(Data begins)

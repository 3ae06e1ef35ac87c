//! Wire types of `manifest.json`.
//!
//! The browser UI reads these, so field names (camelCase) and the `type`
//! tags on tree nodes are an external contract. Optional fields are omitted
//! when absent, except `branch`, which the UI expects as an explicit `null`.

use serde::{Deserialize, Serialize};
use std::collections::BTreeMap;

/// The branch every unlabeled document belongs to.
pub const DEFAULT_BRANCH: &str = "dev";

#[derive(Debug, Clone, PartialEq, Serialize, Deserialize)]
#[serde(rename_all = "camelCase")]
pub struct Manifest {
    pub generated_at: String,
    pub default_branch: String,
    pub branches: Vec<String>,
    pub ui: UiSettings,
    pub tree: Vec<TreeNode>,
    /// Route → doc id.
    pub route_map: BTreeMap<String, String>,
    pub docs: Vec<DocSummary>,
}

#[derive(Debug, Clone, Copy, PartialEq, Eq, Serialize, Deserialize)]
#[serde(rename_all = "camelCase")]
pub struct UiSettings {
    pub new_within_days: u32,
    pub recent_limit: u32,
}

/// Explorer tree node.
#[derive(Debug, Clone, PartialEq, Serialize, Deserialize)]
#[serde(tag = "type", rename_all = "lowercase")]
pub enum TreeNode {
    Folder(FolderNode),
    File(FileNode),
}

impl TreeNode {
    pub fn name(&self) -> &str {
        match self {
            TreeNode::Folder(folder) => &folder.name,
            TreeNode::File(file) => &file.name,
        }
    }
}

#[derive(Debug, Clone, PartialEq, Serialize, Deserialize)]
#[serde(rename_all = "camelCase")]
pub struct FolderNode {
    pub name: String,
    /// Vault-relative folder path, or `__virtual__/...` for synthetic folders.
    pub path: String,
    #[serde(rename = "virtual", default, skip_serializing_if = "is_false")]
    pub is_virtual: bool,
    pub children: Vec<TreeNode>,
}

#[derive(Debug, Clone, PartialEq, Serialize, Deserialize)]
#[serde(rename_all = "camelCase")]
pub struct FileNode {
    /// File name including extension.
    pub name: String,
    pub id: String,
    pub title: String,
    #[serde(default, skip_serializing_if = "Option::is_none")]
    pub prefix: Option<String>,
    pub route: String,
    pub content_url: String,
    pub is_new: bool,
    pub tags: Vec<String>,
    #[serde(default, skip_serializing_if = "Option::is_none")]
    pub description: Option<String>,
    #[serde(default, skip_serializing_if = "Option::is_none")]
    pub date: Option<String>,
    #[serde(default, skip_serializing_if = "Option::is_none")]
    pub updated_date: Option<String>,
    pub branch: Option<String>,
}

/// Flat per-document entry of the manifest.
#[derive(Debug, Clone, PartialEq, Serialize, Deserialize)]
#[serde(rename_all = "camelCase")]
pub struct DocSummary {
    pub id: String,
    pub route: String,
    pub title: String,
    #[serde(default, skip_serializing_if = "Option::is_none")]
    pub prefix: Option<String>,
    #[serde(default, skip_serializing_if = "Option::is_none")]
    pub date: Option<String>,
    #[serde(default, skip_serializing_if = "Option::is_none")]
    pub updated_date: Option<String>,
    pub tags: Vec<String>,
    #[serde(default, skip_serializing_if = "Option::is_none")]
    pub description: Option<String>,
    pub is_new: bool,
    pub content_url: String,
    pub branch: Option<String>,
}

fn is_false(value: &bool) -> bool {
    !*value
}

(Data ends)

■ Assignment ■
Write all the data out again, word for word.

■ Answer to this exercise ■
repository 3ae06e1ef35ac87c
//! Wire types of `manifest.json`.
//!
//! The browser UI reads these, so field names (camelCase) and the `type`
//! tags on tree nodes are an external contract. Optional fields are omitted
//! when absent, except `branch`, which the UI expects as an explicit `null`.

use serde::{Deserialize, Serialize};
use std::collections::BTreeMap;

/// The branch every unlabeled document belongs to.
pub const DEFAULT_BRANCH: &str = "dev";

#[derive(Debug, Clone, PartialEq, Serialize, Deserialize)]
#[serde(rename_all = "camelCase")]
pub struct Manifest {
    pub generated_at: String,
    pub default_branch: String,
    pub branches: Vec<String>,
    pub ui: UiSettings,
    pub tree: Vec<TreeNode>,
    /// Route → doc id.
    pub route_map: BTreeMap<String, String>,
    pub docs: Vec<DocSummary>,
}

#[derive(Debug, Clone, Copy, PartialEq, Eq, Serialize, Deserialize)]
#[serde(rename_all = "camelCase")]
pub struct UiSettings {
    pub new_within_days: u32,
    pub recent_limit: u32,
}

/// Explorer tree node.
#[derive(Debug, Clone, PartialEq, Serialize, Deserialize)]
#[serde(tag = "type", rename_all = "lowercase")]
pub enum TreeNode {
    Folder(FolderNode),
    File(FileNode),
}

impl TreeNode {
    pub fn name(&self) -> &str {
        match self {
            TreeNode::Folder(folder) => &folder.name,
            TreeNode::File(file) => &file.name,
        }
    }
}

#[derive(Debug, Clone, PartialEq, Serialize, Deserialize)]
#[serde(rename_all = "camelCase")]
pub struct FolderNode {
    pub name: String,
    /// Vault-relative folder path, or `__virtual__/...` for synthetic folders.
    pub path: String,
    #[serde(rename = "virtual", default, skip_serializing_if = "is_false")]
    pub is_virtual: bool,
    pub children: Vec<TreeNode>,
}

#[derive(Debug, Clone, PartialEq, Serialize, Deserialize)]
#[serde(rename_all = "camelCase")]
pub struct FileNode {
    /// File name including extension.
    pub name: String,
    pub id: String,
    pub title: String,
    #[serde(default, skip_serializing_if = "Option::is_none")]
    pub prefix: Option<String>,
    pub route: String,
    pub content_url: String,
    pub is_new: bool,
    pub tags: Vec<String>,
    #[serde(default, skip_serializing_if = "Option::is_none")]
    pub description: Option<String>,
    #[serde(default, skip_serializing_if = "Option::is_none")]
    pub date: Option<String>,
    #[serde(default, skip_serializing_if = "Option::is_none")]
    pub updated_date: Option<String>,
    pub branch: Option<String>,
}

/// Flat per-document entry of the manifest.
#[derive(Debug, Clone, PartialEq, Serialize, Deserialize)]
#[serde(rename_all = "camelCase")]
pub struct DocSummary {
    pub id: String,
    pub route: String,
    pub title: String,
    #[serde(default, skip_serializing_if = "Option::is_none")]
    pub prefix: Option<String>,
    #[serde(default, skip_serializing_if = "Option::is_none")]
    pub date: Option<String>,
    #[serde(default, skip_serializing_if = "Option::is_none")]
    pub updated_date: Option<String>,
    pub tags: Vec<String>,
    #[serde(default, skip_serializing_if = "Option::is_none")]
    pub description: Option<String>,
    pub is_new: bool,
    pub content_url: String,
    pub branch: Option<String>,
}

fn is_false(value: &bool) -> bool {
    !*value
}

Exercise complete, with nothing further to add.